DeKalb School District 428 school board also considering courses on physical science and geology, ag trades, animal ag and production, and greenhouse management

Shaw Local April 2020 file photo - DeKalb High School, 501 Dresser Road, DeKalb.

DeKALBDeKalb School District 428 leadership is considering whether to introduce a new AP African American Studies course at DeKalb High School.

The decision, if approved, aims to provide a year-long interdisciplinary course for juniors and seniors examining the diversity of the African American experience with authentic and varied sources.

The course is 20 years of work in the making, officials said.

Betsy Zimmerman, the district’s secondary humanities manager, said the district is pleased to know that it may be possible to move forward with the course.

“We are fortunate that CollegeBoard has picked up African American Studies, an AP course, starting this past school year,” Zimmerman said.

Zimmerman gave kudos to the district’s director of diversity, equity and inclusion, Amonaquenette Parker, for working to get the new course proposal together.

Some districts across the country have not been responsive to the AP course, however. School boards in multiple districts across the country moved to ban courses on AP African American Studies from their curriculum in 2023, The Associated Press reported. Those included in Florida, Arkansas and South Carolina. Since then, some individual school districts elsewhere have elected to teach it anyway, while others have canceled their plans, according to The AP.

Zimmerman said the course fits in with the DeKalb district’s core values. In particular, it aligns with promoting equity and access to higher levels of rigorous education, she said.

“In the first year of the program last year, CollegeBoard reported that 29% of the students enrolled in AP African American Studies were taking the class as their first and only AP class that year,” Zimmerman said. “Fifty-two % of those students were low-income students, which is double the rate of your average AP class. Additionally, at the end of the year, there were a larger number of students that reported that they ... planned on continuing college preparatory classwork or looking at college as a future path for them.”
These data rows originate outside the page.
//! JSON-RPC 2.0 wire types.

use serde::{Deserialize, Serialize};
use serde_json::Value;

use crate::error::RpcError;

/// Literal result some nodes return in place of `null`.
const NIL_RESULT: &str = "<nil>";

/// A JSON-RPC request.
///
/// The `id` is for correlation only. It never takes part in cache keys or
/// request equality inside the client.
#[derive(Clone, Debug, PartialEq, Serialize, Deserialize)]
pub struct JsonRpcRequest {
    pub jsonrpc: String,
    #[serde(default)]
    pub id: Value,
    pub method: String,
    #[serde(default)]
    pub params: Vec<Value>,
    /// Set once the block parameter has been filled in from the block
    /// tracker instead of coming from the caller. Never serialized.
    #[serde(skip)]
    pub(crate) block_resolved: bool,
}

impl JsonRpcRequest {
    /// Create a request with a null id.
    pub fn new(method: impl Into<String>, params: Vec<Value>) -> Self {
        Self {
            jsonrpc: "2.0".to_string(),
            id: Value::Null,
            method: method.into(),
            params,
            block_resolved: false,
        }
    }

    /// Set the correlation id.
    pub fn with_id(mut self, id: impl Into<Value>) -> Self {
        self.id = id.into();
        self
    }
}

/// A JSON-RPC response.
#[derive(Clone, Debug, PartialEq, Serialize, Deserialize)]
pub struct JsonRpcResponse {
    #[serde(default = "default_version")]
    pub jsonrpc: String,
    #[serde(default)]
    pub id: Value,
    #[serde(default, skip_serializing_if = "Option::is_none")]
    pub result: Option<Value>,
    #[serde(default, skip_serializing_if = "Option::is_none")]
    pub error: Option<JsonRpcErrorObject>,
}

fn default_version() -> String {
    "2.0".to_string()
}

impl JsonRpcResponse {
    /// Build a success response for the given id.
    pub fn success(id: Value, result: Value) -> Self {
        Self {
            jsonrpc: default_version(),
            id,
            result: Some(result),
            error: None,
        }
    }

    /// Build an error response for the given id.
    pub fn failure(id: Value, error: &RpcError) -> Self {
        Self {
            jsonrpc: default_version(),
            id,
            result: None,
            error: Some(JsonRpcErrorObject::from(error)),
        }
    }

    /// Collapse into the result, turning an `error` member into [`RpcError`].
    ///
    /// A response with neither member yields `Value::Null`, which callers
    /// treat as an empty result.
    pub fn into_result(self) -> Result<Value, RpcError> {
        if let Some(error) = self.error {
            return Err(error.into());
        }
        Ok(self.result.unwrap_or(Value::Null))
    }
}

/// JSON-RPC error member.
///
/// Some upstreams put a bare string in `error`; that is accepted and kept
/// as the message.
#[derive(Clone, Debug, PartialEq, Serialize)]
pub struct JsonRpcErrorObject {
    pub code: i64,
    pub message: String,
    #[serde(default, skip_serializing_if = "Option::is_none")]
    pub data: Option<Value>,
}

/// Code used when the upstream error member carries none.
const INTERNAL_ERROR_CODE: i64 = -32603;

impl<'de> Deserialize<'de> for JsonRpcErrorObject {
    fn deserialize<D: serde::Deserializer<'de>>(deserializer: D) -> Result<Self, D::Error> {
        let value = Value::deserialize(deserializer)?;
        Ok(match value {
            Value::Object(map) => Self {
                code: map
                    .get("code")
                    .and_then(Value::as_i64)
                    .unwrap_or(INTERNAL_ERROR_CODE),
                message: map
                    .get("message")
                    .and_then(Value::as_str)
                    .unwrap_or_default()
                    .to_string(),
                data: map.get("data").cloned(),
            },
            Value::String(message) => Self {
                code: INTERNAL_ERROR_CODE,
                message,
                data: None,
            },
            other => Self {
                code: INTERNAL_ERROR_CODE,
                message: other.to_string(),
                data: None,
            },
        })
    }
}

impl From<JsonRpcErrorObject> for RpcError {
    fn from(e: JsonRpcErrorObject) -> Self {
        RpcError::rpc(e.code, e.message, e.data)
    }
}

impl From<&RpcError> for JsonRpcErrorObject {
    fn from(e: &RpcError) -> Self {
        match e {
            RpcError::Rpc {
                code,
                message,
                data,
            } => Self {
                code: *code,
                message: message.clone(),
                data: data.clone(),
            },
            other => Self {
                code: INTERNAL_ERROR_CODE,
                message: other.to_string(),
                data: None,
            },
        }
    }
}

/// Returns true when a result carries no usable data.
///
/// `None` (member absent), JSON `null` and the string `"<nil>"` are empty.
pub fn is_empty_result(result: Option<&Value>) -> bool {
    match result {
        None | Some(Value::Null) => true,
        Some(Value::String(s)) => s == NIL_RESULT,
        Some(_) => false,
    }
}
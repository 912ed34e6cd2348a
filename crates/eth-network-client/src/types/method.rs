//! Method classification registry.
//!
//! One table drives both the block reference resolver and the cache: it
//! says whether a method is cacheable, where its block parameter lives, and
//! whether its responses must carry a valid `blockHash` to be stored.

/// How the client treats a JSON-RPC method.
#[derive(Clone, Copy, Debug, PartialEq, Eq, Hash)]
pub enum MethodClass {
    /// Passed through untouched. Never cached, never coalesced.
    NotHandled,
    /// Takes no block parameter. Cached under the current block number.
    NoBlockParam,
    /// Takes a block parameter at a fixed index.
    BlockParam { index: usize },
    /// Cached under the current block number, but only stored when the
    /// result carries a non-zero `blockHash`.
    BlockHashInResponse,
}

impl MethodClass {
    /// Returns true if responses to this method may be cached.
    pub fn is_cacheable(&self) -> bool {
        !matches!(self, MethodClass::NotHandled)
    }

    /// Index of the block parameter, if the method takes one.
    pub fn block_param_index(&self) -> Option<usize> {
        match self {
            MethodClass::BlockParam { index } => Some(*index),
            _ => None,
        }
    }
}

/// Methods that take a block parameter, with its position.
const BLOCK_PARAM_METHODS: &[(&str, usize)] = &[
    ("eth_call", 1),
    ("eth_getBalance", 1),
    ("eth_getBlockByNumber", 0),
    ("eth_getCode", 1),
    ("eth_getStorageAt", 2),
    ("eth_getTransactionCount", 1),
];

/// Methods whose responses are validated by their `blockHash`.
const BLOCK_HASH_METHODS: &[&str] = &["eth_getTransactionByHash", "eth_getTransactionReceipt"];

/// Methods cached under the current block without a block parameter.
const NO_BLOCK_PARAM_METHODS: &[&str] = &[
    "eth_blockNumber",
    "eth_estimateGas",
    "eth_gasPrice",
    "eth_getBlockByHash",
    "eth_getBlockTransactionCountByHash",
    "eth_getBlockTransactionCountByNumber",
    "eth_getFilterLogs",
    "eth_getTransactionByBlockHashAndIndex",
    "eth_getTransactionByBlockNumberAndIndex",
    "eth_getUncleByBlockHashAndIndex",
    "eth_getUncleByBlockNumberAndIndex",
    "eth_getUncleCountByBlockHash",
    "eth_getUncleCountByBlockNumber",
    "eth_protocolVersion",
    "web3_clientVersion",
];

/// Methods that are known and deliberately left alone.
///
/// Unknown methods are treated the same way; this list exists so the
/// registry can say which methods it has seen.
const NOT_HANDLED_METHODS: &[&str] = &[
    "eth_accounts",
    "eth_coinbase",
    "eth_feeHistory",
    "eth_getFilterChanges",
    "eth_getLogs",
    "eth_getWork",
    "eth_hashrate",
    "eth_mining",
    "eth_newBlockFilter",
    "eth_newFilter",
    "eth_newPendingTransactionFilter",
    "eth_sendRawTransaction",
    "eth_sendTransaction",
    "eth_sign",
    "eth_submitWork",
    "eth_subscribe",
    "eth_syncing",
    "eth_uninstallFilter",
    "eth_unsubscribe",
    "net_listening",
    "net_peerCount",
    "parity_nextNonce",
];

/// Look up the class of a method.
pub fn classify_method(method: &str) -> MethodClass {
    if let Some((_, index)) = BLOCK_PARAM_METHODS.iter().find(|(m, _)| *m == method) {
        return MethodClass::BlockParam { index: *index };
    }
    if BLOCK_HASH_METHODS.contains(&method) {
        return MethodClass::BlockHashInResponse;
    }
    if NO_BLOCK_PARAM_METHODS.contains(&method) {
        return MethodClass::NoBlockParam;
    }
    MethodClass::NotHandled
}

/// Returns true if the registry lists the method in any class.
pub fn is_known_method(method: &str) -> bool {
    NOT_HANDLED_METHODS.contains(&method) || classify_method(method) != MethodClass::NotHandled
}
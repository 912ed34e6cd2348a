//! Block tracking, caching and coalescing over HTTP.

use std::io::Write;
use std::time::Duration;

use eth_network_client::{BlockTag, JsonRpcRequest};
use futures::future::join_all;
use mockito::{Matcher, Server};
use serde_json::json;

use crate::{block_number_mock, custom_client, infura_client, result_mock};

#[tokio::test]
async fn test_latest_balance_is_pinned_and_cached() {
    let mut server = Server::new_async().await;
    let block_number = block_number_mock(&mut server, "0x42")
        .expect(1)
        .create_async()
        .await;
    let balance = result_mock(
        &mut server,
        json!({ "method": "eth_getBalance", "params": ["0xabc", "0x42"] }),
        json!("0x1000"),
    )
    .expect(1)
    .create_async()
    .await;

    let client = custom_client(&server);
    let params = vec![json!("0xabc"), json!("latest")];

    let first = client.provider().send("eth_getBalance", params.clone()).await.unwrap();
    let second = client.provider().send("eth_getBalance", params).await.unwrap();

    assert_eq!(first, json!("0x1000"));
    assert_eq!(second, json!("0x1000"));
    assert_eq!(client.cache().len(), 1);
    block_number.assert_async().await;
    balance.assert_async().await;
}

#[tokio::test]
async fn test_block_above_head_is_cached() {
    let mut server = Server::new_async().await;
    let _block_number = block_number_mock(&mut server, "0x42").create_async().await;
    let balance = result_mock(
        &mut server,
        json!({ "method": "eth_getBalance", "params": ["0xabc", "0x100"] }),
        json!("0x77"),
    )
    .expect(1)
    .create_async()
    .await;

    let client = custom_client(&server);
    client.block_tracker().get_latest_block().await.unwrap();
    for _ in 0..2 {
        let wei = client
            .provider()
            .get_balance("0xabc", BlockTag::Number(0x100))
            .await
            .unwrap();
        assert_eq!(wei, 0x77);
    }

    assert_eq!(client.cache().len(), 1);
    balance.assert_async().await;
}

#[tokio::test]
async fn test_chain_id_never_reaches_upstream() {
    let mut server = Server::new_async().await;
    let any = server.mock("POST", "/").expect(0).create_async().await;

    let custom = custom_client(&server);
    let infura = infura_client(&server);

    assert_eq!(custom.provider().chain_id().await.unwrap(), 1337);
    assert_eq!(
        infura.provider().send("net_version", vec![]).await.unwrap(),
        json!("1")
    );
    any.assert_async().await;
}

#[tokio::test]
async fn test_concurrent_requests_share_one_upstream_call() {
    let mut server = Server::new_async().await;
    let _block_number = block_number_mock(&mut server, "0x10").create_async().await;
    let code = server
        .mock("POST", "/")
        .match_body(Matcher::PartialJson(json!({ "method": "eth_getCode" })))
        .with_status(200)
        .with_chunked_body(|w| {
            std::thread::sleep(Duration::from_millis(100));
            w.write_all(br#"{"jsonrpc":"2.0","id":1,"result":"0x6001"}"#)
        })
        .expect(1)
        .create_async()
        .await;

    let client = custom_client(&server);
    client.block_tracker().get_latest_block().await.unwrap();

    let provider = client.provider();
    let results = join_all((0..4).map(|_| provider.get_code("0xabc", BlockTag::Number(0x10)))).await;

    for result in results {
        assert_eq!(result.unwrap(), "0x6001");
    }
    assert_eq!(client.coalescer().pending(), 0);
    code.assert_async().await;
}

#[tokio::test]
async fn test_pending_is_never_cached() {
    let mut server = Server::new_async().await;
    let count = result_mock(
        &mut server,
        json!({ "method": "eth_getTransactionCount", "params": ["0xabc", "pending"] }),
        json!("0x3"),
    )
    .expect(2)
    .create_async()
    .await;

    let client = custom_client(&server);
    for _ in 0..2 {
        let nonce = client
            .provider()
            .get_transaction_count("0xabc", BlockTag::Pending)
            .await
            .unwrap();
        assert_eq!(nonce, 3);
    }

    assert!(client.cache().is_empty());
    count.assert_async().await;
}

#[tokio::test]
async fn test_receipt_ahead_of_tracker_advances_it() {
    let mut server = Server::new_async().await;
    let _block_number = block_number_mock(&mut server, "0x10").create_async().await;
    let _receipt = result_mock(
        &mut server,
        json!({ "method": "eth_getTransactionReceipt" }),
        json!({ "blockHash": "0x01", "blockNumber": "0x20", "status": "0x1" }),
    )
    .create_async()
    .await;

    let client = custom_client(&server);
    client
        .provider()
        .send("eth_getTransactionReceipt", vec![json!("0xtx")])
        .await
        .unwrap();

    assert_eq!(client.block_tracker().current_block(), Some(0x20));
}

#[tokio::test]
async fn test_response_echoes_caller_id() {
    let mut server = Server::new_async().await;
    let _block_number = block_number_mock(&mut server, "0x10").create_async().await;
    let _gas = result_mock(&mut server, json!({ "method": "eth_gasPrice" }), json!("0x9"))
        .create_async()
        .await;

    let client = custom_client(&server);
    let response = client
        .provider()
        .request(JsonRpcRequest::new("eth_gasPrice", vec![]).with_id("caller-7"))
        .await;

    assert_eq!(response.id, json!("caller-7"));
    assert_eq!(response.into_result().unwrap(), json!("0x9"));
}
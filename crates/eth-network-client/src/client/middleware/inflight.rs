//! Coalesces concurrent identical requests.

use std::collections::HashMap;
use std::collections::hash_map::Entry;
use std::sync::{Arc, Mutex, MutexGuard, PoisonError};

use futures::future::BoxFuture;
use serde_json::Value;
use tokio::sync::oneshot;

use super::{CacheKey, RequestHandler, cache_key_for};
use crate::client::block_tracker::BlockTracker;
use crate::error::RpcError;
use crate::types::JsonRpcRequest;

type Waiters = Vec<oneshot::Sender<Result<Value, RpcError>>>;

/// Ensures at most one upstream call per cache key is outstanding.
///
/// The first caller for a key becomes the leader and forwards the request.
/// Callers arriving while it is pending wait for its outcome, which is
/// fanned out to them in arrival order. Requests without a cache key
/// (`"pending"`, unhandled methods) are forwarded directly.
pub struct InFlightCoalescer {
    tracker: Arc<BlockTracker>,
    in_flight: Mutex<HashMap<CacheKey, Waiters>>,
    next: Arc<dyn RequestHandler>,
}

impl InFlightCoalescer {
    pub fn new(tracker: Arc<BlockTracker>, next: Arc<dyn RequestHandler>) -> Self {
        Self {
            tracker,
            in_flight: Mutex::new(HashMap::new()),
            next,
        }
    }

    fn in_flight(&self) -> MutexGuard<'_, HashMap<CacheKey, Waiters>> {
        self.in_flight.lock().unwrap_or_else(PoisonError::into_inner)
    }

    /// Number of keys with an upstream call outstanding.
    pub fn pending(&self) -> usize {
        self.in_flight().len()
    }

    /// Join an outstanding call for `key`, or claim it. `None` means the
    /// caller is now the leader.
    fn join_or_lead(&self, key: &CacheKey) -> Option<oneshot::Receiver<Result<Value, RpcError>>> {
        match self.in_flight().entry(key.clone()) {
            Entry::Occupied(mut waiters) => {
                let (tx, rx) = oneshot::channel();
                waiters.get_mut().push(tx);
                Some(rx)
            }
            Entry::Vacant(slot) => {
                slot.insert(Vec::new());
                None
            }
        }
    }

    async fn coalesce(&self, request: JsonRpcRequest) -> Result<Value, RpcError> {
        let Some(key) = cache_key_for(&request, &self.tracker).await? else {
            return self.next.handle(request).await;
        };

        loop {
            let Some(rx) = self.join_or_lead(&key) else {
                break;
            };
            tracing::debug!(method = %key.method, "joined in-flight request");
            match rx.await {
                Ok(result) => return result,
                // The leader was cancelled before settling; try again.
                Err(_) => continue,
            }
        }

        let mut lead = Leader {
            coalescer: self,
            key: Some(key),
        };
        let result = self.next.handle(request).await;
        lead.settle(&result);
        result
    }
}

/// Owns an in-flight entry until its outcome is published.
///
/// Dropping it unsettled removes the entry, which wakes waiters with a
/// closed channel so one of them can take over.
struct Leader<'a> {
    coalescer: &'a InFlightCoalescer,
    key: Option<CacheKey>,
}

impl Leader<'_> {
    fn settle(&mut self, result: &Result<Value, RpcError>) {
        let Some(key) = self.key.take() else {
            return;
        };
        let waiters = self.coalescer.in_flight().remove(&key).unwrap_or_default();
        if !waiters.is_empty() {
            tracing::debug!(method = %key.method, waiters = waiters.len(), "fanning out result");
        }
        for waiter in waiters {
            let _ = waiter.send(result.clone());
        }
    }
}

impl Drop for Leader<'_> {
    fn drop(&mut self) {
        if let Some(key) = self.key.take() {
            self.coalescer.in_flight().remove(&key);
        }
    }
}

impl RequestHandler for InFlightCoalescer {
    fn handle(&self, request: JsonRpcRequest) -> BoxFuture<'_, Result<Value, RpcError>> {
        Box::pin(self.coalesce(request))
    }
}
//! Rewrites `"latest"` block parameters to the current block number.

use std::sync::Arc;

use futures::future::BoxFuture;
use serde_json::Value;

use super::{RequestHandler, pad_params};
use crate::client::block_tracker::BlockTracker;
use crate::error::RpcError;
use crate::types::{BlockTag, JsonRpcRequest, classify_method, to_hex_quantity};

/// Replaces a `"latest"` or absent block parameter with the tracker's
/// current block, so that later stages see a stable block number.
///
/// `"earliest"`, `"pending"` and concrete numbers pass through unchanged.
pub struct BlockRefResolver {
    tracker: Arc<BlockTracker>,
    next: Arc<dyn RequestHandler>,
}

impl BlockRefResolver {
    pub fn new(tracker: Arc<BlockTracker>, next: Arc<dyn RequestHandler>) -> Self {
        Self { tracker, next }
    }

    async fn resolve(&self, mut request: JsonRpcRequest) -> Result<JsonRpcRequest, RpcError> {
        let Some(index) = classify_method(&request.method).block_param_index() else {
            return Ok(request);
        };

        let raw = request.params.get(index).unwrap_or(&Value::Null);
        if !matches!(BlockTag::from_param(raw), Ok(None) | Ok(Some(BlockTag::Latest))) {
            return Ok(request);
        }

        let head = self.tracker.get_latest_block().await?;
        pad_params(&mut request.params, index);
        request.params[index] = Value::String(to_hex_quantity(head));
        request.block_resolved = true;
        tracing::debug!(method = %request.method, block = head, "resolved latest block reference");
        Ok(request)
    }
}

impl RequestHandler for BlockRefResolver {
    fn handle(&self, request: JsonRpcRequest) -> BoxFuture<'_, Result<Value, RpcError>> {
        Box::pin(async move {
            let request = self.resolve(request).await?;
            self.next.handle(request).await
        })
    }
}
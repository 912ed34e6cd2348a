//! Block-aware response cache.

use std::collections::HashMap;
use std::sync::{Arc, Mutex, MutexGuard, PoisonError};

use futures::future::BoxFuture;
use serde_json::Value;

use super::{CacheKey, RequestHandler, cache_key_for};
use crate::client::block_tracker::BlockTracker;
use crate::error::RpcError;
use crate::types::{JsonRpcRequest, MethodClass, classify_method, is_empty_result};

/// Memoizes results keyed by method, params and block.
///
/// Entries never expire. A `"latest"` request misses after the head moves
/// because its key changes, while `"earliest"` and concrete block numbers
/// keep hitting. Empty results are never stored, and transaction lookups
/// are only stored when they carry a non-zero `blockHash`.
pub struct BlockCache {
    tracker: Arc<BlockTracker>,
    entries: Mutex<HashMap<CacheKey, Value>>,
    next: Arc<dyn RequestHandler>,
}

impl BlockCache {
    pub fn new(tracker: Arc<BlockTracker>, next: Arc<dyn RequestHandler>) -> Self {
        Self {
            tracker,
            entries: Mutex::new(HashMap::new()),
            next,
        }
    }

    fn entries(&self) -> MutexGuard<'_, HashMap<CacheKey, Value>> {
        self.entries.lock().unwrap_or_else(PoisonError::into_inner)
    }

    /// Number of cached results.
    pub fn len(&self) -> usize {
        self.entries().len()
    }

    pub fn is_empty(&self) -> bool {
        self.entries().is_empty()
    }

    /// Drop every cached result.
    pub fn clear(&self) {
        self.entries().clear();
    }

    async fn lookup_or_fetch(&self, request: JsonRpcRequest) -> Result<Value, RpcError> {
        let Some(key) = cache_key_for(&request, &self.tracker).await? else {
            return self.next.handle(request).await;
        };

        let cached = self.entries().get(&key).cloned();
        if let Some(hit) = cached {
            tracing::debug!(method = %key.method, block = ?key.block, "cache hit");
            return Ok(hit);
        }
        tracing::debug!(method = %key.method, block = ?key.block, "cache miss");

        let class = classify_method(&request.method);
        let result = self.next.handle(request).await?;

        if is_storable(class, &result) {
            tracing::debug!(method = %key.method, block = ?key.block, "caching result");
            self.entries().insert(key, result.clone());
        }
        Ok(result)
    }
}

/// Whether a result may be written to the cache.
fn is_storable(class: MethodClass, result: &Value) -> bool {
    if is_empty_result(Some(result)) {
        return false;
    }
    match class {
        MethodClass::BlockHashInResponse => has_valid_block_hash(result),
        MethodClass::NotHandled => false,
        MethodClass::NoBlockParam | MethodClass::BlockParam { .. } => true,
    }
}

/// True when `result.blockHash` is a non-empty, non-zero hash.
pub(crate) fn has_valid_block_hash(result: &Value) -> bool {
    let Some(hash) = result.get("blockHash").and_then(Value::as_str) else {
        return false;
    };
    let digits = hash.strip_prefix("0x").unwrap_or(hash);
    !digits.is_empty() && digits.chars().any(|c| c != '0')
}

impl RequestHandler for BlockCache {
    fn handle(&self, request: JsonRpcRequest) -> BoxFuture<'_, Result<Value, RpcError>> {
        Box::pin(self.lookup_or_fetch(request))
    }
}

impl std::fmt::Debug for BlockCache {
    fn fmt(&self, f: &mut std::fmt::Formatter<'_>) -> std::fmt::Result {
        f.debug_struct("BlockCache")
            .field("entries", &self.len())
            .finish()
    }
}
//! Error types for eth-network-client.
//!
//! # Error Hierarchy
//!
//! - [`Error`](enum@Error) — Main error type, returned when building a client
//!   - [`RpcError`] — Per-request failures (transport, rate limiting, retries exhausted, etc.)
//!   - [`ParseChainIdError`] — Invalid chain id in a custom provider configuration
//!   - [`ParseBlockTagError`] — Invalid block tag string
//!
//! # Error Handling Examples
//!
//! ```rust,no_run
//! use eth_network_client::*;
//!
//! # async fn example() -> Result<(), Error> {
//! let client = NetworkClient::custom("http://localhost:8545", "0x539")?.build()?;
//!
//! match client.provider().block_number().await {
//!     Ok(number) => println!("Latest block: {}", number),
//!     Err(RpcError::RateLimited) => println!("Slow down"),
//!     Err(e) => return Err(e.into()),
//! }
//! # Ok(())
//! # }
//! ```

use thiserror::Error;

/// Error parsing a chain id.
#[derive(Debug, Clone, Error, PartialEq, Eq)]
pub enum ParseChainIdError {
    #[error("Invalid chain ID \"{0}\": invalid hex string.")]
    InvalidHex(String),

    #[error("Invalid chain ID \"{0}\": numerical value greater than max safe value.")]
    Unsafe(String),
}

/// Error parsing a block tag.
#[derive(Debug, Clone, Error, PartialEq, Eq)]
pub enum ParseBlockTagError {
    #[error("Invalid block tag '{0}': expected a hex block number, 'latest', 'earliest' or 'pending'")]
    InvalidTag(String),

    #[error("Invalid block tag: expected a string, got {0}")]
    NotAString(String),
}

// ============================================================================
// RPC Errors
// ============================================================================

/// Per-request errors.
///
/// `RpcError` is `Clone` because a single upstream outcome is fanned out to
/// every caller that was coalesced onto the same in-flight request.
#[derive(Debug, Clone, Error, PartialEq)]
pub enum RpcError {
    // ─── HTTP status classification ───
    #[error("The method does not exist / is not available.")]
    MethodNotAvailable,

    #[error("Request is being rate limited.")]
    RateLimited,

    #[error("Non-200 status code: '{status}'")]
    NonSuccessStatus { status: u16 },

    /// Raw upstream body surfaced verbatim.
    #[error("{body}")]
    Upstream { body: String },

    // ─── Retry exhaustion ───
    #[error(
        "InfuraProvider - cannot complete request. All retries exhausted.\nOriginal Error:\n{reason}\n\n"
    )]
    RetriesExhausted { reason: String },

    #[error("RetryOnEmptyMiddleware - retries exhausted")]
    EmptyRetriesExhausted,

    #[error("JsonRpcEngine: Response has no error or result for request:\n{method}")]
    EmptyResponse { method: String },

    // ─── Transport ───
    #[error("request to {url} failed, reason: {reason}")]
    FetchFailed { url: String, reason: String },

    // ─── JSON-RPC ───
    #[error("RPC error: {message} (code: {code})")]
    Rpc {
        code: i64,
        message: String,
        data: Option<serde_json::Value>,
    },

    #[error("Invalid response: {0}")]
    InvalidResponse(String),

    #[error("Serialization error: {0}")]
    Serialization(String),
}

impl RpcError {
    /// Returns true if the upstream asked us to slow down.
    pub fn is_rate_limited(&self) -> bool {
        matches!(self, RpcError::RateLimited)
    }

    /// Returns true if the call settled without a result or an error.
    pub fn is_empty_response(&self) -> bool {
        matches!(
            self,
            RpcError::EmptyResponse { .. } | RpcError::EmptyRetriesExhausted
        )
    }

    /// Returns true if automatic retries were attempted and ran out.
    pub fn is_retries_exhausted(&self) -> bool {
        matches!(
            self,
            RpcError::RetriesExhausted { .. } | RpcError::EmptyRetriesExhausted
        )
    }

    /// Create an RPC error from a JSON-RPC error object.
    pub fn rpc(code: i64, message: impl Into<String>, data: Option<serde_json::Value>) -> Self {
        RpcError::Rpc {
            code,
            message: message.into(),
            data,
        }
    }
}

impl From<serde_json::Error> for RpcError {
    fn from(e: serde_json::Error) -> Self {
        RpcError::Serialization(e.to_string())
    }
}

// ============================================================================
// Main Error Type
// ============================================================================

/// Main error type for eth-network-client operations.
#[derive(Debug, Error)]
pub enum Error {
    // ─── Configuration ───
    #[error("Invalid configuration: {0}")]
    Config(String),

    // ─── Parsing ───
    #[error(transparent)]
    ParseChainId(#[from] ParseChainIdError),

    #[error(transparent)]
    ParseBlockTag(#[from] ParseBlockTagError),

    // ─── RPC ───
    #[error(transparent)]
    Rpc(#[from] RpcError),
}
Key topics in the proposed new course range from early African kingdoms to the ongoing challenges and achievements of the contemporary moment, according to school board documents.

DeKalb High School teacher Michael Petrov, who plans to teach the class, said he sees value in adding the proposed course.

“I teach world geography right now,” Petrov said. “We’re talking about early African kingdoms. That’s where this class picks up and it goes all the way to current events.”

Board Vice President Christopher Boyes questioned how the course will work considering how topics in race can be divisive for people to talk about in today’s world.

“How do we make sure we facilitate the course in a way where students on both sides of however they feel on these issues can truly hash that out in the classroom without feeling the district, their educator or whoever is pushing this specific way that they should look at the issue?” Boyes said.

Zimmerman said a specific component of the AP course invites students to study more specific aspects of the topic that interest them personally.

“That project at the end where students get to choose anything they’ve learned about already or anything they would like to learn about that we haven’t covered and they get to run an independent study, that portion is actually very independent and they’re presenting a project on it,” Zimmerman said. “However, the conversations do happen in class and they’re based largely on that primary-sourced document analysis. Mike and I both feel strongly that the job of the educator in that role is to teach students how to analyze the document, how to make their own sense of it and then scaffold in how to have a civil discussion about that.”

The course, if approved, would require a $99 AP exam fee.

However, the costs for students to take the exam could be absorbed the district’s Title IV Fund should students need the fee to be reduced or waived, officials said.

Also at the meeting, the school board was briefed on potential plans for introducing high school courses on physical science and geology, intro to agriculture trades, animal agriculture and production and greenhouse management.

The school board is expected to put the new course proposals to a vote during its Nov. 12 meeting.